* **Required action**: Copy out every line of the data exactly.

Start of Data shown

//! Keypad fed through a channel
//!
//! The simulator binary feeds it from stdin, one key legend per character;
//! tests feed it directly.

use std::io::BufRead;
use std::sync::mpsc::{self, Receiver, RecvTimeoutError, Sender};
use std::thread;
use std::time::Duration;

use doorlock_core::traits::{Key, Keypad};

/// What to do once no more keys can arrive
#[derive(Debug, Clone, Copy, PartialEq, Eq)]
enum OnClose {
    /// Leave the process; used when stdin reaches end of file
    Exit,
    /// Fail loudly; a test script ran out
    Panic,
}

/// Keypad reading keys from a channel
pub struct ChannelKeypad {
    rx: Receiver<Key>,
    on_close: OnClose,
}

impl ChannelKeypad {
    /// Keypad plus the sender that presses its keys
    pub fn channel() -> (Self, Sender<Key>) {
        let (tx, rx) = mpsc::channel();
        (
            Self {
                rx,
                on_close: OnClose::Panic,
            },
            tx,
        )
    }

    /// Keypad driven by lines typed on stdin
    ///
    /// Characters that are not key legends are ignored.
    pub fn stdin() -> std::io::Result<Self> {
        let (tx, rx) = mpsc::channel();
        thread::Builder::new()
            .name("keypad".into())
            .spawn(move || {
                for line in std::io::stdin().lock().lines() {
                    let Ok(line) = line else { break };
                    for key in line.chars().filter_map(Key::from_char) {
                        if tx.send(key).is_err() {
                            return;
                        }
                    }
                }
                log::info!("keypad input closed");
            })?;
        Ok(Self {
            rx,
            on_close: OnClose::Exit,
        })
    }

    fn closed(&self) -> ! {
        match self.on_close {
            OnClose::Exit => std::process::exit(0),
            OnClose::Panic => panic!("keypad input closed"),
        }
    }
}

impl Keypad for ChannelKeypad {
    fn read_key(&mut self) -> Key {
        match self.rx.recv() {
            Ok(key) => key,
            Err(_) => self.closed(),
        }
    }

    fn read_key_timeout(&mut self, timeout_ms: u32) -> Option<Key> {
        match self.rx.recv_timeout(Duration::from_millis(u64::from(timeout_ms))) {
            Ok(key) => Some(key),
            Err(RecvTimeoutError::Timeout) => None,
            Err(RecvTimeoutError::Disconnected) => self.closed(),
        }
    }
}

/// Press every key legend in `script`, ignoring other characters
pub fn press(keys: &Sender<Key>, script: &str) {
    for key in script.chars().filter_map(Key::from_char) {
        // A dropped keypad just means nobody is listening any more
        let _ = keys.send(key);
    }
}

#[cfg(test)]
mod tests {
    use super::*;

    #[test]
    fn test_pressed_keys_arrive_in_order() {
        let (mut keypad, keys) = ChannelKeypad::channel();
        press(&keys, "1 2A");
        assert_eq!(keypad.read_key(), Key::Digit(b'1'));
        assert_eq!(keypad.read_key(), Key::Digit(b'2'));
        assert_eq!(keypad.read_key_timeout(10), Some(Key::Enter));
        assert_eq!(keypad.read_key_timeout(10), None);
    }

    #[test]
    #[should_panic(expected = "keypad input closed")]
    fn test_closed_script_panics() {
        let (mut keypad, keys) = ChannelKeypad::channel();
        drop(keys);
        keypad.read_key();
    }
}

End of Data shown

* **Task solution**:
//! Keypad fed through a channel
//!
//! The simulator binary feeds it from stdin, one key legend per character;
//! tests feed it directly.

use std::io::BufRead;
use std::sync::mpsc::{self, Receiver, RecvTimeoutError, Sender};
use std::thread;
use std::time::Duration;

use doorlock_core::traits::{Key, Keypad};

/// What to do once no more keys can arrive
#[derive(Debug, Clone, Copy, PartialEq, Eq)]
enum OnClose {
    /// Leave the process; used when stdin reaches end of file
    Exit,
    /// Fail loudly; a test script ran out
    Panic,
}

/// Keypad reading keys from a channel
pub struct ChannelKeypad {
    rx: Receiver<Key>,
    on_close: OnClose,
}

impl ChannelKeypad {
    /// Keypad plus the sender that presses its keys
    pub fn channel() -> (Self, Sender<Key>) {
        let (tx, rx) = mpsc::channel();
        (
            Self {
                rx,
                on_close: OnClose::Panic,
            },
            tx,
        )
    }

    /// Keypad driven by lines typed on stdin
    ///
    /// Characters that are not key legends are ignored.
    pub fn stdin() -> std::io::Result<Self> {
        let (tx, rx) = mpsc::channel();
        thread::Builder::new()
            .name("keypad".into())
            .spawn(move || {
                for line in std::io::stdin().lock().lines() {
                    let Ok(line) = line else { break };
                    for key in line.chars().filter_map(Key::from_char) {
                        if tx.send(key).is_err() {
                            return;
                        }
                    }
                }
                log::info!("keypad input closed");
            })?;
        Ok(Self {
            rx,
            on_close: OnClose::Exit,
        })
    }

    fn closed(&self) -> ! {
        match self.on_close {
            OnClose::Exit => std::process::exit(0),
            OnClose::Panic => panic!("keypad input closed"),
        }
    }
}

impl Keypad for ChannelKeypad {
    fn read_key(&mut self) -> Key {
        match self.rx.recv() {
            Ok(key) => key,
            Err(_) => self.closed(),
        }
    }

    fn read_key_timeout(&mut self, timeout_ms: u32) -> Option<Key> {
        match self.rx.recv_timeout(Duration::from_millis(u64::from(timeout_ms))) {
            Ok(key) => Some(key),
            Err(RecvTimeoutError::Timeout) => None,
            Err(RecvTimeoutError::Disconnected) => self.closed(),
        }
    }
}

/// Press every key legend in `script`, ignoring other characters
pub fn press(keys: &Sender<Key>, script: &str) {
    for key in script.chars().filter_map(Key::from_char) {
        // A dropped keypad just means nobody is listening any more
        let _ = keys.send(key);
    }
}

#[cfg(test)]
mod tests {
    use super::*;

    #[test]
    fn test_pressed_keys_arrive_in_order() {
        let (mut keypad, keys) = ChannelKeypad::channel();
        press(&keys, "1 2A");
        assert_eq!(keypad.read_key(), Key::Digit(b'1'));
        assert_eq!(keypad.read_key(), Key::Digit(b'2'));
        assert_eq!(keypad.read_key_timeout(10), Some(Key::Enter));
        assert_eq!(keypad.read_key_timeout(10), None);
    }

    #[test]
    #[should_panic(expected = "keypad input closed")]
    fn test_closed_script_panics() {
        let (mut keypad, keys) = ChannelKeypad::channel();
        drop(keys);
        keypad.read_key();
    }
}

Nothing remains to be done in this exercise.